OPPOSED TO TRADE UNIONISM
I am opposed to trade unions because I believe the workers should be satisfied with any conditions the bosses want to put on them.
I am opposed to trade unions because wherever
they exist the workers are more independent and insist on what they might call
their rights.
I am opposed to trade unions because wherever
they exist the rate of wages is always higher and I believe in low wages always
and everywhere.
I am opposed to trade unions because wherever
the workers are organized, the hours of labor have been reduced. Organized
trades have the shortest workday. I believe in long hours, as it tends to keep
the toilers ignorant: I don’t think they ought to know too much.

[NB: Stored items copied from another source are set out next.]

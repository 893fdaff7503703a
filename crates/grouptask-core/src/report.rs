//! Splitting a processed batch into the calls owed to the queue.
//!
//! A batch is settled by at most one commit followed by at most one fail.
//! The commit covers the prefix that succeeded; the fail covers the failed
//! task and every task after it. Together they cover the batch exactly once.
use std::time::Duration;

use crate::{
    BatchOutcome, TaskFailure,
    error::ProcessorError,
    model::{BatchCompleted, BatchFailure, TaskBatch},
};

/// Calls to make for one batch, in order: `completed` first, then `failure`.
#[derive(Debug, Clone, Default, PartialEq, Eq)]
pub struct BatchReport {
    pub completed: Option<BatchCompleted>,
    pub failure: Option<FailureReport>,
}

#[derive(Debug, Clone, PartialEq, Eq)]
pub struct FailureReport {
    pub failure: BatchFailure,
    pub retry_after: Option<Duration>,
}

/// Work out what to commit and what to fail for `batch` given `outcome`.
///
/// Errors when a [`BatchOutcome::Failed`] names a task that is not in the
/// batch. An unclassified failure blames the first task; on an empty batch
/// there is nothing to blame and nothing is reported.
pub fn plan_report(
    batch: &TaskBatch,
    outcome: BatchOutcome,
    processor_id: &str,
) -> Result<BatchReport, ProcessorError> {
    let (failed_at, failure) = match outcome {
        BatchOutcome::Complete => {
            return Ok(BatchReport {
                completed: completed_prefix(batch, batch.len(), processor_id),
                failure: None,
            });
        }
        BatchOutcome::Failed(failure) => {
            let failed_at = batch.position_of(failure.failed_task_id).ok_or_else(|| {
                ProcessorError::UnknownFailedTask {
                    group_key: batch.group_key.clone(),
                    failed_task_id: failure.failed_task_id,
                }
            })?;
            (failed_at, failure)
        }
        BatchOutcome::Unclassified { message } => {
            let Some(first) = batch.tasks.first() else {
                return Ok(BatchReport::default());
            };
            (0, TaskFailure::new(first.id, message))
        }
    };

    let TaskFailure {
        failed_task_id,
        error_message,
        error_code,
        retry_after,
        retry_failed_task,
    } = failure;

    Ok(BatchReport {
        completed: completed_prefix(batch, failed_at, processor_id),
        failure: Some(FailureReport {
            failure: BatchFailure {
                group_key: batch.group_key.clone(),
                error_message,
                error_code,
                processor_id: processor_id.to_owned(),
                failed_task_id,
                remaining_task_ids: batch.task_ids().skip(failed_at).collect(),
                retry_failed_task,
            },
            retry_after,
        }),
    })
}

fn completed_prefix(batch: &TaskBatch, count: usize, processor_id: &str) -> Option<BatchCompleted> {
    if count == 0 {
        return None;
    }
    Some(BatchCompleted {
        group_key: batch.group_key.clone(),
        processor_id: processor_id.to_owned(),
        completed_task_ids: batch.task_ids().take(count).collect(),
    })
}
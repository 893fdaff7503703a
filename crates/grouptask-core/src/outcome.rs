//! What a batch handler reports back to the processor.
use std::time::Duration;

use crate::model::TaskId;

#[derive(Debug, Clone, PartialEq, Eq)]
/// Result of processing one batch.
///
/// Pick the variant that matches what actually happened:
/// - `Complete`: every task in the batch is done.
/// - `Failed`: tasks before the named task are done; it and everything after
///   it were not.
/// - `Unclassified`: something broke and the handler cannot tell where. The
///   processor blames the first task, so nothing is committed.
pub enum BatchOutcome {
    Complete,
    Failed(TaskFailure),
    Unclassified { message: String },
}

impl BatchOutcome {
    /// Unclassified failure with `message`.
    pub fn unclassified(message: impl Into<String>) -> Self {
        BatchOutcome::Unclassified {
            message: message.into(),
        }
    }

    /// `Ok` becomes `Complete`, any `Err` becomes `Unclassified`.
    pub fn from_result<E>(result: Result<(), E>) -> Self
    where
        E: std::fmt::Display,
    {
        match result {
            Ok(()) => BatchOutcome::Complete,
            Err(error) => BatchOutcome::unclassified(error.to_string()),
        }
    }

    pub fn is_complete(&self) -> bool {
        matches!(self, BatchOutcome::Complete)
    }
}

impl From<TaskFailure> for BatchOutcome {
    fn from(value: TaskFailure) -> Self {
        BatchOutcome::Failed(value)
    }
}

impl<E> From<Result<(), E>> for BatchOutcome
where
    E: std::fmt::Display,
{
    fn from(value: Result<(), E>) -> Self {
        BatchOutcome::from_result(value)
    }
}

/// A failure pinned to one task of the batch.
#[derive(Debug, Clone, PartialEq, Eq)]
pub struct TaskFailure {
    pub failed_task_id: TaskId,
    pub error_message: String,
    pub error_code: Option<i32>,
    /// Explicit rest period for the group, e.g. from a rate limit response.
    pub retry_after: Option<Duration>,
    /// `false` asks the queue to reject the failed task for good.
    pub retry_failed_task: bool,
}

impl TaskFailure {
    /// Retryable failure of `failed_task_id` with no code or explicit delay.
    pub fn new(failed_task_id: TaskId, error_message: impl Into<String>) -> Self {
        Self {
            failed_task_id,
            error_message: error_message.into(),
            error_code: None,
            retry_after: None,
            retry_failed_task: true,
        }
    }

    pub fn error_code(self, error_code: i32) -> Self {
        Self {
            error_code: Some(error_code),
            ..self
        }
    }

    /// Ask the queue to hold the whole group back for `retry_after`.
    pub fn retry_after(self, retry_after: Duration) -> Self {
        Self {
            retry_after: Some(retry_after),
            ..self
        }
    }

    /// Reject the failed task instead of retrying it.
    pub fn no_retry(self) -> Self {
        Self {
            retry_failed_task: false,
            ..self
        }
    }
}
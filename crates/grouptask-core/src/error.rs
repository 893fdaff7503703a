use crate::model::TaskId;

/// Errors that stop a processor.
///
/// Queue and handler failures never show up here; the processor absorbs
/// them. What remains are mistakes in the code that drives it.
#[derive(Debug, thiserror::Error)]
pub enum ProcessorError {
    /// A handler blamed a task that is not part of the batch it was given.
    #[error("failed task {failed_task_id} is not part of the batch for group `{group_key}`")]
    UnknownFailedTask {
        group_key: String,
        failed_task_id: TaskId,
    },

    #[error("invalid processor configuration: {0}")]
    Config(#[from] ConfigError),

    /// The spawned processor task panicked or was aborted.
    #[cfg(feature = "rt-tokio")]
    #[error("processor task failed: {0}")]
    Join(#[from] tokio::task::JoinError),
}

#[derive(Debug, Clone, PartialEq, Eq, thiserror::Error)]
pub enum ConfigError {
    #[error("max_tasks_per_batch must be greater than 0")]
    ZeroBatchSize,
}
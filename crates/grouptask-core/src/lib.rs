//! Core contract between a batch processor and a grouped task queue.
//!
//! - The queue hands out ordered batches per group and owns leasing and
//!   backoff ([`port`]).
//! - Handlers state what happened to a batch as a [`BatchOutcome`]; nothing
//!   is inferred from panics or hidden retries.
//! - The [`Processor`] turns outcomes into at most one commit and one fail per
//!   batch, so every task of a batch is settled exactly once.
pub mod config;
pub mod error;
pub mod handler;
pub mod model;
pub mod outcome;
pub mod port;
pub mod processor;
pub mod report;

#[cfg(feature = "rt-tokio")]
mod tokio_spawner;
#[cfg(feature = "rt-tokio")]
pub use tokio_spawner::{ProcessorHandle, TokioSpawner};

pub use config::ProcessorConfig;
pub use error::{ConfigError, ProcessorError};
pub use handler::{BatchHandler, LocalBatchHandler, ProcessContext};
pub use model::{
    AttemptSummary, BatchCompleted, BatchFailure, BatchPublishInfo, BatchPublishRequest,
    BatchPublishTask, PublishInfo, PublishRequest, Task, TaskAttempt, TaskBatch, TaskId,
};
pub use outcome::{BatchOutcome, TaskFailure};
pub use port::{Consumer, IdempotencyChecker, NeverDuplicate, Publisher, TaskClient};
pub use processor::{Processor, ProcessorBuilder};
pub use report::{BatchReport, FailureReport, plan_report};

pub use tokio_util::sync::CancellationToken;
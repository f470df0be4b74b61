//! Kanban board projection.

use crate::task::domain::{Task, TaskStatus};

/// One status column and the tasks it holds.
#[derive(Debug, Clone, PartialEq, Eq)]
pub struct BoardColumn<'a> {
    status: TaskStatus,
    tasks: Vec<&'a Task>,
}

impl<'a> BoardColumn<'a> {
    /// Returns the column status.
    #[must_use]
    pub const fn status(&self) -> TaskStatus {
        self.status
    }

    /// Returns the column heading.
    #[must_use]
    pub const fn title(&self) -> &'static str {
        self.status.title()
    }

    /// Returns the column's tasks in insertion order.
    #[must_use]
    pub fn tasks(&self) -> &[&'a Task] {
        &self.tasks
    }

    /// Returns the number of tasks in the column.
    #[must_use]
    pub fn len(&self) -> usize {
        self.tasks.len()
    }

    /// Returns `true` when the column holds no tasks.
    #[must_use]
    pub fn is_empty(&self) -> bool {
        self.tasks.is_empty()
    }
}

/// Read-only partition of a task collection into the three board columns.
///
/// Columns appear in [`TaskStatus::ALL`] order. Every task lands in exactly
/// one column, and each column preserves the collection's order.
#[derive(Debug, Clone, PartialEq, Eq)]
pub struct Board<'a> {
    columns: [BoardColumn<'a>; 3],
}

impl<'a> Board<'a> {
    /// Projects `tasks` onto the board.
    #[must_use]
    pub fn project(tasks: &'a [Task]) -> Self {
        let columns = TaskStatus::ALL.map(|status| BoardColumn {
            status,
            tasks: tasks.iter().filter(|task| task.status() == status).collect(),
        });
        Self { columns }
    }

    /// Returns the columns in board order.
    #[must_use]
    pub const fn columns(&self) -> &[BoardColumn<'a>] {
        &self.columns
    }

    /// Returns the column for `status`.
    #[must_use]
    pub fn column(&self, status: TaskStatus) -> Option<&BoardColumn<'a>> {
        self.columns.iter().find(|column| column.status == status)
    }

    /// Returns the total number of tasks across all columns.
    #[must_use]
    pub fn len(&self) -> usize {
        self.columns.iter().map(BoardColumn::len).sum()
    }

    /// Returns `true` when every column is empty.
    #[must_use]
    pub fn is_empty(&self) -> bool {
        self.columns.iter().all(BoardColumn::is_empty)
    }
}
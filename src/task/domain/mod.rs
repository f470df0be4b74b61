//! Domain model for assignment tracking.
//!
//! The task domain covers the shape and validity rules of a trackable
//! assignment, its board status, and deadline urgency. It holds no
//! persistence or presentation concerns.

mod attachment;
mod deadline;
mod error;
mod ids;
mod status;
mod task;

pub use attachment::Attachment;
pub use deadline::{DEFAULT_UPCOMING_WINDOW_DAYS, DeadlineClass, DeadlineClassifier};
pub use error::{ParseTaskStatusError, TaskDomainError};
pub use ids::{TaskId, TaskTitle};
pub use status::TaskStatus;
pub use task::{Task, TaskDraft};
//! Domain model for notes.

mod error;
mod note;

pub use error::NoteDomainError;
pub use note::{Note, NoteDraft, NoteId};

I am opposed to trade unions because they are
trying to take children out of the shops and factories and put them to school
and have secured the passage of laws that prohibits their employment under a
certain age. Children will work for almost nothing, and if the unions succeed
in sending them to school they will become educated and ask ugly questions when
they grow up. The way to keep these people ignorant is to make their children
work.
I am opposed to trade unions because they
demand that women shall receive pay with men for equal work. I think a woman
should be content with whatever she can get. She has got no vote anyway. And if
these trades unionists would only stop their agitation we should soon have her
work for nothing.
I am opposed to trade unions because they
insist on and have secured the passage of legislation that makes the boss
protect dangerous machinery and run his factory under proper sanitary conditions. I think this is all rot. Formerly is
a man was killed or lost a limb or met with an accident that was all there was
about it. Men are cheap and anxious to get to work, and if it were not for these blamed unions we could do as we
liked and run our businesses to suit
ourselves.
I am opposed to trade unions on principle. I
don’t think they are any good; they make the wage earner dissatisfied; they put
the idea into his head that he has the right to think for himself; that he
should receive more returns from his labor;
that he should work less hours; that he has a right to enjoy some of the
luxuries of life, and that their children have the same right to be educated as
the children of the rich.
Yes, I am utterly opposed to trade unions,
first, last and all the time. They make a workingman think they have the right
to set a price on their labor, and say under what the conditions they will
work. If we could only get rid of the unions we would do pretty much as we
liked. We could work men for twelve or fourteen hours a day at a dollar rate,
and they would be too ignorant to make a kick. Yes, these trade unions are a
bad thing when they teach our workers that they have rights the same as we
have. This is where I draw the line and I don’t see how any intelligent person
can uphold them in their outrageous demands. Yes, sir, the union is a bad
thing; a bad thing, I say, a very bad thing; it should be suppressed.- Ex.